Atualmente, a USP conta com 15 mil estudantes que recebem auxílios e bolsas e, de acordo com o Jornal da USP, em 2021, foram destinados mais de R$250 milhões em recursos para o programa de bolsas. Esse valor corresponde a um acréscimo de 6,7% com relação ao que foi ofertado em 2020.

Um aumento necessário, se analisado o crescimento das iniciativas de inclusão que a USP vem almejando junto com as outras universidades estaduais paulistas. Inclusive, em janeiro de 2018, o Conselho de Reitores das Universidades Estaduais Paulistas (Cruesp) enviou relatório ao governo do Estado apontando que o custo com esse tipo de auxílio aumentou 42% entre 2012 e 2017. Para investir no desenvolvimento dessas iniciativas, a maior fonte de recursos é 9,57% da arrecadação paulista do Imposto sobre a Circulação de Mercadorias e Serviços (ICMS).

Neste ano, a USP teve o maior percentual já registrado de alunos matriculados oriundos de escolas públicas, 51,7%. “Essa inclusão tem sido extremamente significativa para a universidade se enriquecer mais e interagir ainda mais com a sociedade. Essa é uma tarefa muito importante: dar oportunidade a esses jovens, que são muito talentosos. A USP também busca integrar esses estudantes por meio do esporte, da cultura, do apoio de carreiras e do apoio psicológico”, comentou o reitor em matéria do Jornal da USP, ao comemorar o número expressivo citado acima.

Para Larissa, estudante também oriunda de escola pública, esse percentual pode passar uma ilusão da realidade: “A grande maioria dessa porcentagem é de pessoas que têm uma renda alta o suficiente para pagar cursinhos caros de primeira linha e/ou são de ETECs e IFs, que possuem uma estrutura e suporte muito acima de escolas públicas estaduais e municipais. Não adianta falar sobre entrada de alunos de escola pública se estes não têm condições de se manter na faculdade e acabam trabalhando ou desistindo do curso por falta de apoio psicológico e financeiro.”

“Os estudantes cotistas já vêm de uma realidade de ensino precarizado. Muitos entram com diversas defasagens de matemática, interpretação, inglês, etc.

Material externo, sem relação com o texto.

//! RomanName - A name written in ASCII letters only

use serde::Serialize;

use crate::domain::errors::DiagnosisError;

/// Non-empty name matching `^[A-Za-z]+$`
#[derive(Debug, Clone, PartialEq, Eq, Serialize)]
#[serde(transparent)]
pub struct RomanName(String);

impl RomanName {
    /// Validate `value` for the form field `field`
    pub fn parse(field: &'static str, value: &str) -> Result<Self, DiagnosisError> {
        if !value.is_empty() && value.bytes().all(|b| b.is_ascii_alphabetic()) {
            Ok(Self(value.to_string()))
        } else {
            Err(DiagnosisError::invalid_name(field))
        }
    }

    pub fn as_str(&self) -> &str {
        &self.0
    }
}

impl std::fmt::Display for RomanName {
    fn fmt(&self, f: &mut std::fmt::Formatter<'_>) -> std::fmt::Result {
        write!(f, "{}", self.0)
    }
}
//! BiorhythmPhase - The ten states of the biorhythm cycle

use serde::{Deserialize, Serialize};

/// Declared length of one full biorhythm cycle, in days
pub const CYCLE_LENGTH: u32 = 335;

/// One of the ten fixed-length phases of the biorhythm cycle
#[derive(Debug, Clone, Copy, PartialEq, Eq, Hash, Serialize, Deserialize)]
pub enum BiorhythmPhase {
    #[serde(rename = "新生期")]
    Shinsei,
    #[serde(rename = "発展期")]
    Hatten,
    #[serde(rename = "充実期")]
    Juujitsu,
    #[serde(rename = "安定期")]
    Antei,
    #[serde(rename = "転換期")]
    Tenkan,
    #[serde(rename = "調整期")]
    Chousei,
    #[serde(rename = "深化期")]
    Shinka,
    #[serde(rename = "収束期")]
    Shuusoku,
    #[serde(rename = "沈静期")]
    Chinsei,
    #[serde(rename = "準備期")]
    Junbi,
}

impl BiorhythmPhase {
    /// All phases in cycle order
    pub const ALL: [BiorhythmPhase; 10] = [
        BiorhythmPhase::Shinsei,
        BiorhythmPhase::Hatten,
        BiorhythmPhase::Juujitsu,
        BiorhythmPhase::Antei,
        BiorhythmPhase::Tenkan,
        BiorhythmPhase::Chousei,
        BiorhythmPhase::Shinka,
        BiorhythmPhase::Shuusoku,
        BiorhythmPhase::Chinsei,
        BiorhythmPhase::Junbi,
    ];

    /// Length of this phase in days
    pub const fn duration(self) -> u32 {
        match self {
            BiorhythmPhase::Shinsei => 32,
            BiorhythmPhase::Hatten => 35,
            BiorhythmPhase::Juujitsu => 38,
            BiorhythmPhase::Antei => 33,
            BiorhythmPhase::Tenkan => 29,
            BiorhythmPhase::Chousei => 31,
            BiorhythmPhase::Shinka => 36,
            BiorhythmPhase::Shuusoku => 34,
            BiorhythmPhase::Chinsei => 30,
            BiorhythmPhase::Junbi => 37,
        }
    }

    pub fn name(self) -> &'static str {
        match self {
            BiorhythmPhase::Shinsei => "新生期",
            BiorhythmPhase::Hatten => "発展期",
            BiorhythmPhase::Juujitsu => "充実期",
            BiorhythmPhase::Antei => "安定期",
            BiorhythmPhase::Tenkan => "転換期",
            BiorhythmPhase::Chousei => "調整期",
            BiorhythmPhase::Shinka => "深化期",
            BiorhythmPhase::Shuusoku => "収束期",
            BiorhythmPhase::Chinsei => "沈静期",
            BiorhythmPhase::Junbi => "準備期",
        }
    }

    /// Energy label of the phase
    pub fn energy(self) -> &'static str {
        match self {
            BiorhythmPhase::Shinsei => "始まり",
            BiorhythmPhase::Hatten => "拡張",
            BiorhythmPhase::Juujitsu => "最大",
            BiorhythmPhase::Antei => "安定",
            BiorhythmPhase::Tenkan => "変化",
            BiorhythmPhase::Chousei => "調整",
            BiorhythmPhase::Shinka => "深化",
            BiorhythmPhase::Shuusoku => "収束",
            BiorhythmPhase::Chinsei => "静寂",
            BiorhythmPhase::Junbi => "準備",
        }
    }

    /// Sum of all phase durations
    pub const fn total_duration() -> u32 {
        let mut total = 0;
        let mut i = 0;
        while i < Self::ALL.len() {
            total += Self::ALL[i].duration();
            i += 1;
        }
        total
    }
}

// The phase table must tile the declared cycle exactly.
const _: () = assert!(BiorhythmPhase::total_duration() == CYCLE_LENGTH);

impl std::fmt::Display for BiorhythmPhase {
    fn fmt(&self, f: &mut std::fmt::Formatter<'_>) -> std::fmt::Result {
        write!(f, "{}", self.name())
    }
}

Aqui na FEA, normalmente é exigida muita bagagem de matemática e inglês dos alunos logo de início”, complementa Julio.

Em matéria feita ao Estadão, Márcia Lima, professora e pesquisadora de políticas afirmativas do Departamento de Sociologia da USP, comenta sobre as medidas de inclusão adotadas pela universidade. “Hoje, a manutenção dos alunos mais pobres na USP já é um problema. A universidade terá de pensar isso e assumir esse compromisso, pois a inclusão não termina com o ingresso. Em outras palavras, a universidade vai ter que gerir a diversidade que criou”, detalha a pesquisadora.

Até o momento da publicação desta matéria, a reitoria não respondeu às perguntas enviadas sobre o tema. Qualquer eventual resposta que aconteça posteriormente será publicada nas futuras edições do Jornal do Campus. No entanto, para Julio, a questão é apenas uma: “Permanência não é privilégio, é direito. Eu quero ter direito de estudar na universidade que eu me matei de estudar para entrar.”